Task description:
After finding the line with "use alloc::boxed::Box;" in the data below, set down exactly each line through the one with "[AVL tree]: https://en.wikipedia.org/wiki/AVL_tree", inclusive, and stop there.

Stored items:
☆ ☆ ☆ ☆ ☆ ☆ ☆

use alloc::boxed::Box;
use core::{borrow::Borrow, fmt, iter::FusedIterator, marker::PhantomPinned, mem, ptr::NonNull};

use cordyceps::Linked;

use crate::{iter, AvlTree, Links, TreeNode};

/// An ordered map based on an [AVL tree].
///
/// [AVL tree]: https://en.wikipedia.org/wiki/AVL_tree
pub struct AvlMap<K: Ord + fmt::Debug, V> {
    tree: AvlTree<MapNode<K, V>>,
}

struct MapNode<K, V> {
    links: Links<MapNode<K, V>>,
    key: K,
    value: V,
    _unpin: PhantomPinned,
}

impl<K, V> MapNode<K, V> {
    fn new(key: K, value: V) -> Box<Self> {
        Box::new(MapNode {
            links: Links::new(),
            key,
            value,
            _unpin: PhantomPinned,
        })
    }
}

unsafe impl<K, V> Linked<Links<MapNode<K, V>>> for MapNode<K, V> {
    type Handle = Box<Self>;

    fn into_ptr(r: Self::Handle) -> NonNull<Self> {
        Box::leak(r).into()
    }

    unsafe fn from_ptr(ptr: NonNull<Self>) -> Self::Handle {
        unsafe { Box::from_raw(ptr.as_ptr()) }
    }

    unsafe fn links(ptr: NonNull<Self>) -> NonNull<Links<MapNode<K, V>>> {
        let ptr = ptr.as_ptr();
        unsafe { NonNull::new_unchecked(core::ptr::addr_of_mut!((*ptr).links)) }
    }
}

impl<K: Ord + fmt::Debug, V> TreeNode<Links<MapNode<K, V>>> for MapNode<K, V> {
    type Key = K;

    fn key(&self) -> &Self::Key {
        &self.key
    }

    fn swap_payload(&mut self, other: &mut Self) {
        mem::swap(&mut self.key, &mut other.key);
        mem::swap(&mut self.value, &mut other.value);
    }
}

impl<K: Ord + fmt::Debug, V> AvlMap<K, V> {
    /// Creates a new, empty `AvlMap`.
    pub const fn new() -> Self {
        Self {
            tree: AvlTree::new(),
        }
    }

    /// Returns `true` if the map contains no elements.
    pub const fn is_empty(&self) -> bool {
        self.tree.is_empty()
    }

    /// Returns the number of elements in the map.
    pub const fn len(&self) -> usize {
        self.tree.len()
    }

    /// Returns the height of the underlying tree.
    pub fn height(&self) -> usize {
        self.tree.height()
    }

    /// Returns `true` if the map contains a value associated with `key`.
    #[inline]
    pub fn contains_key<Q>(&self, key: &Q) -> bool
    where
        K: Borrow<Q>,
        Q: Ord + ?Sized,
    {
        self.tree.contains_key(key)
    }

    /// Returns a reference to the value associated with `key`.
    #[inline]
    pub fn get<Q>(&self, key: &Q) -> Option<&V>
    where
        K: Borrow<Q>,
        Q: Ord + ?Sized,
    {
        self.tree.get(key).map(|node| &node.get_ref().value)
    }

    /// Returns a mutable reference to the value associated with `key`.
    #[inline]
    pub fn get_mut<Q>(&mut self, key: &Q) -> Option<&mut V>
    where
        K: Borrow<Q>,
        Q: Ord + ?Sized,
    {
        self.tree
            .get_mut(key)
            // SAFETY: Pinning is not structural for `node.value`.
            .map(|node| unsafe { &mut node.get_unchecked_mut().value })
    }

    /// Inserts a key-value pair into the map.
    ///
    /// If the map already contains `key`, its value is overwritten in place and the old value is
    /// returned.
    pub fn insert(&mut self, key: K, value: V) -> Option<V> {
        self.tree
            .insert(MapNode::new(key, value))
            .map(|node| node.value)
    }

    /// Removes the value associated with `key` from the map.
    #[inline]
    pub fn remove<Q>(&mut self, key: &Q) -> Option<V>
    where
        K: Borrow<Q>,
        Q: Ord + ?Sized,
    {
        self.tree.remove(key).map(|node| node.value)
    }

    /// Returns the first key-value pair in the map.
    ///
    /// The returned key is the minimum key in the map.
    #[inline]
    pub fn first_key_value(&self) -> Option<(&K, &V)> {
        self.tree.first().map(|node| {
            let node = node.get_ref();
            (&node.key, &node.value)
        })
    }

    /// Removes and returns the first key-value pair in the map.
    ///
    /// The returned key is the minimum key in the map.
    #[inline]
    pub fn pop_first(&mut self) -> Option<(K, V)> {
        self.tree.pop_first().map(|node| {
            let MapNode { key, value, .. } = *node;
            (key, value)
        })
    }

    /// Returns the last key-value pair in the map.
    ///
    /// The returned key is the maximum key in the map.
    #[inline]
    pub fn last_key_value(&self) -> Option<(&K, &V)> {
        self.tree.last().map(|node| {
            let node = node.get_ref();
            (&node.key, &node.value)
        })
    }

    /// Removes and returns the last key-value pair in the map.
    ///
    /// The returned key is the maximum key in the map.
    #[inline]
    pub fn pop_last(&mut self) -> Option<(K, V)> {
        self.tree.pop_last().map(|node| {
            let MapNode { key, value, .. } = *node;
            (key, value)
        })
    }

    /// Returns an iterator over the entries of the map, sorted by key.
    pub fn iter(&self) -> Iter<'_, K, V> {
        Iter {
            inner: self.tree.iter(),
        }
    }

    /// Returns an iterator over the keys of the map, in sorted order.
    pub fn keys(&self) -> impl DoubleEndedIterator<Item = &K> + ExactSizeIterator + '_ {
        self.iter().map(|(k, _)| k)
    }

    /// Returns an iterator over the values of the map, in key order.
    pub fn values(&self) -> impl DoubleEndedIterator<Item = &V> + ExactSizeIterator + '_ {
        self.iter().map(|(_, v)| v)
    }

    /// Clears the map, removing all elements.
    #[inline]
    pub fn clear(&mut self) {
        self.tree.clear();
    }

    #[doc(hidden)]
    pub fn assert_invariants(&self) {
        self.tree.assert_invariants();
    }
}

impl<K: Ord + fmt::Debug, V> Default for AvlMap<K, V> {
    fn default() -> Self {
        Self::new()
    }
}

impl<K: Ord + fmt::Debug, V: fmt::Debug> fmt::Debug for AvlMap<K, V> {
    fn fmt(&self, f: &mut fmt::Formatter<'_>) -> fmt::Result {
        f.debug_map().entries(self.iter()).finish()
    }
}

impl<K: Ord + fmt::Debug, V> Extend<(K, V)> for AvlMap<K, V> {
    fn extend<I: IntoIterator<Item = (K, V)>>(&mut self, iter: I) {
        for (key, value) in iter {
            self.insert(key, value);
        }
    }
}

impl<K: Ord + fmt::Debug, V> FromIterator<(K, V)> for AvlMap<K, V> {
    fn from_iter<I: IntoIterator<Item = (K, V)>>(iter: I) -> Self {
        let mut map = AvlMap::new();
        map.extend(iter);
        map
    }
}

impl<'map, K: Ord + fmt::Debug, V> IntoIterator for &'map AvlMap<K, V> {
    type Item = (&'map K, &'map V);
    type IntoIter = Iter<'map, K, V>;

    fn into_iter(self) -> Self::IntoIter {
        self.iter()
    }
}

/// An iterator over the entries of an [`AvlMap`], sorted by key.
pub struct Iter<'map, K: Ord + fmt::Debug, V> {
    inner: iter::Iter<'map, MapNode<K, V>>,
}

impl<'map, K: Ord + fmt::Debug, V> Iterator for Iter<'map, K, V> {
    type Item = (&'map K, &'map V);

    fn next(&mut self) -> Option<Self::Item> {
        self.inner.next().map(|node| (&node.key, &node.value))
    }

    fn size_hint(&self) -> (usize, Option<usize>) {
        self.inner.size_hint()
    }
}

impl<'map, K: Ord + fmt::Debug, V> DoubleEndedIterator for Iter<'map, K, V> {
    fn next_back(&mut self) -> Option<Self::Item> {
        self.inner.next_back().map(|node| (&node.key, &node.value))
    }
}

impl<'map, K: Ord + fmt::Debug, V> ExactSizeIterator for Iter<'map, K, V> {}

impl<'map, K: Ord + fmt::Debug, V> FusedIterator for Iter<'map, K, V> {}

☆ ☆ ☆ ☆ ☆ ☆ ☆

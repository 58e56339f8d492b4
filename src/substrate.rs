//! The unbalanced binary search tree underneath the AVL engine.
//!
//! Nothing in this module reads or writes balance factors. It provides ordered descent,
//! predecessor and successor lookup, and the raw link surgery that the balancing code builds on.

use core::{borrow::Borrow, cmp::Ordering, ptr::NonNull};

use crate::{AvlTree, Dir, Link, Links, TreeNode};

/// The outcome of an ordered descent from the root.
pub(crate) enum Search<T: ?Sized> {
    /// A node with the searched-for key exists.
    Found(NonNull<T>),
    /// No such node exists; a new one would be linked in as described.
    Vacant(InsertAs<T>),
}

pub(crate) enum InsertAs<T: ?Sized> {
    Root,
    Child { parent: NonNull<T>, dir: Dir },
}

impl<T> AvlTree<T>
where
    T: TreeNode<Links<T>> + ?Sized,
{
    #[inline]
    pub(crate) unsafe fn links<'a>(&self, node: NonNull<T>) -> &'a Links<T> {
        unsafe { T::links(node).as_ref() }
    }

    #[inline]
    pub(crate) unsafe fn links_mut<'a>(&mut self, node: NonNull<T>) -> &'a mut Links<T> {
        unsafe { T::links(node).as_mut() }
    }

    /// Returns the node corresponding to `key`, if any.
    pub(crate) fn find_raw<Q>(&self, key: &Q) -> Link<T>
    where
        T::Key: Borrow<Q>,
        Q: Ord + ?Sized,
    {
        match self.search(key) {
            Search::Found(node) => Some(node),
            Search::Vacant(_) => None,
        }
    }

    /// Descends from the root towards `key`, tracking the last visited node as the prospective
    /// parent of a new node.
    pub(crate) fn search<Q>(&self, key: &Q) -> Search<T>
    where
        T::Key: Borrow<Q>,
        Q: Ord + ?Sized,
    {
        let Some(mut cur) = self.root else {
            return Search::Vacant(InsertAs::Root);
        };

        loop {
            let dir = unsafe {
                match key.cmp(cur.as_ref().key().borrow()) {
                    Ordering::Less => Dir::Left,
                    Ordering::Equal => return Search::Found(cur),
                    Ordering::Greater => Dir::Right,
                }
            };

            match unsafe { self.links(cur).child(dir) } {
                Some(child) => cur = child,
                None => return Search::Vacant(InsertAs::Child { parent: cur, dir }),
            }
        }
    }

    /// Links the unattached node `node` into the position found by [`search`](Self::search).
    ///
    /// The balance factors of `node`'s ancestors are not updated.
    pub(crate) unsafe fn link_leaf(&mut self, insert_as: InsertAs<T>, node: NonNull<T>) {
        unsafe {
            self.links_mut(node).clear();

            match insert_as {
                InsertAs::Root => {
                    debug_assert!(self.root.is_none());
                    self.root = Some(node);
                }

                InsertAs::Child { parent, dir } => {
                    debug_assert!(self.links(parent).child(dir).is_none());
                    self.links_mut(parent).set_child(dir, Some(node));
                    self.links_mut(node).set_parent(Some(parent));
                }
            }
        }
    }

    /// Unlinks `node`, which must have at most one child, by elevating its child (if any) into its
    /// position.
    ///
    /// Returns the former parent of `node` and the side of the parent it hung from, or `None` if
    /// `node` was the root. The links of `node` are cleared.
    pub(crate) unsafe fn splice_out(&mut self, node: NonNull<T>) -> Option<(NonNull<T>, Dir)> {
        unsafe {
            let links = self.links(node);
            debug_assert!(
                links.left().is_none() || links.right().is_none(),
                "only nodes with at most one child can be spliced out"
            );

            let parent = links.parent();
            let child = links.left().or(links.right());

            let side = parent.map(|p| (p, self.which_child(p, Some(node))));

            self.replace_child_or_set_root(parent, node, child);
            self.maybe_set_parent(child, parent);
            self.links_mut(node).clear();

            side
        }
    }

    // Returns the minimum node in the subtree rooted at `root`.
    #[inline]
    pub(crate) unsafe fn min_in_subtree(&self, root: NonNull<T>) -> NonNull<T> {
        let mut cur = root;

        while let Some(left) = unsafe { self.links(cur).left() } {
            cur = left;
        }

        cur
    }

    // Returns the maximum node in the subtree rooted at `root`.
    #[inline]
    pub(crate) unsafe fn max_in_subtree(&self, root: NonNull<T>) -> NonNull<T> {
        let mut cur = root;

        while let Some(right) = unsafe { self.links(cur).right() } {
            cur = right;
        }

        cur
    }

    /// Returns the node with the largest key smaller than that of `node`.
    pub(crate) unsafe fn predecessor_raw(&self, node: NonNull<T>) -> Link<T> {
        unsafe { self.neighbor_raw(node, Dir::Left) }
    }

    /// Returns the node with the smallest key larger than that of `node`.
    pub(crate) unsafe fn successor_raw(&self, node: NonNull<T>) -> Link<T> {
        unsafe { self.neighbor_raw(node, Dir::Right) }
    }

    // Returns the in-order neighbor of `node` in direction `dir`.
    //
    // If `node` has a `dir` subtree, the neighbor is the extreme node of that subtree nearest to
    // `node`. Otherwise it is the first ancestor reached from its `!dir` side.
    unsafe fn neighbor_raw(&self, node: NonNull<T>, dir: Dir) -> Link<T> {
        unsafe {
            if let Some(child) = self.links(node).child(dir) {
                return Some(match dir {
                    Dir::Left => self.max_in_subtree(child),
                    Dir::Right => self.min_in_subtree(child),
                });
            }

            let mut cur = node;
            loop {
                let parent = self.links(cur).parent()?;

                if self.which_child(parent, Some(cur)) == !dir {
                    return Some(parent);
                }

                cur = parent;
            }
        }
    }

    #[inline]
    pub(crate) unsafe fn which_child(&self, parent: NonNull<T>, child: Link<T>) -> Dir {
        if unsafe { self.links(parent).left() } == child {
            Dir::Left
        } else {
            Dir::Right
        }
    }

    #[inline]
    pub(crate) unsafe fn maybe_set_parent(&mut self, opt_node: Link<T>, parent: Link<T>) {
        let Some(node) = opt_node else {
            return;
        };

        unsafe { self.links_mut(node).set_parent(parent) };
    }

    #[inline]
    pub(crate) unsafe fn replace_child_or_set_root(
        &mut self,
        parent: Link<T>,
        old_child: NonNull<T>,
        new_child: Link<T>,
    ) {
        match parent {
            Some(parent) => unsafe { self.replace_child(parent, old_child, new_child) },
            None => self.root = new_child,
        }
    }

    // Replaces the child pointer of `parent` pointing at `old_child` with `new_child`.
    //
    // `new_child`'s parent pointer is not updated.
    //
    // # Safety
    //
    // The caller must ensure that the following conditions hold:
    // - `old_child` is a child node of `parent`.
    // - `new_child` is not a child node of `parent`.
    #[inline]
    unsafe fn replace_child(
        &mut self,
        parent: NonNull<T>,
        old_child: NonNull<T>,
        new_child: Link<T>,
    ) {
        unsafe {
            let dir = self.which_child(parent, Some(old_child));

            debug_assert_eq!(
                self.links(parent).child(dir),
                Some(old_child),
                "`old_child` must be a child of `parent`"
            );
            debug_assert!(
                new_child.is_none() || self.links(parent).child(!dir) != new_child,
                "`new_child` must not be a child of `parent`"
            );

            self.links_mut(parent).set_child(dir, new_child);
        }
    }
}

☆ ☆ ☆ ☆ ☆ ☆ ☆

Exercise answer:
use alloc::boxed::Box;
use core::{borrow::Borrow, fmt, iter::FusedIterator, marker::PhantomPinned, mem, ptr::NonNull};

use cordyceps::Linked;

use crate::{iter, AvlTree, Links, TreeNode};

/// An ordered map based on an [AVL tree].
///
/// [AVL tree]: https://en.wikipedia.org/wiki/AVL_tree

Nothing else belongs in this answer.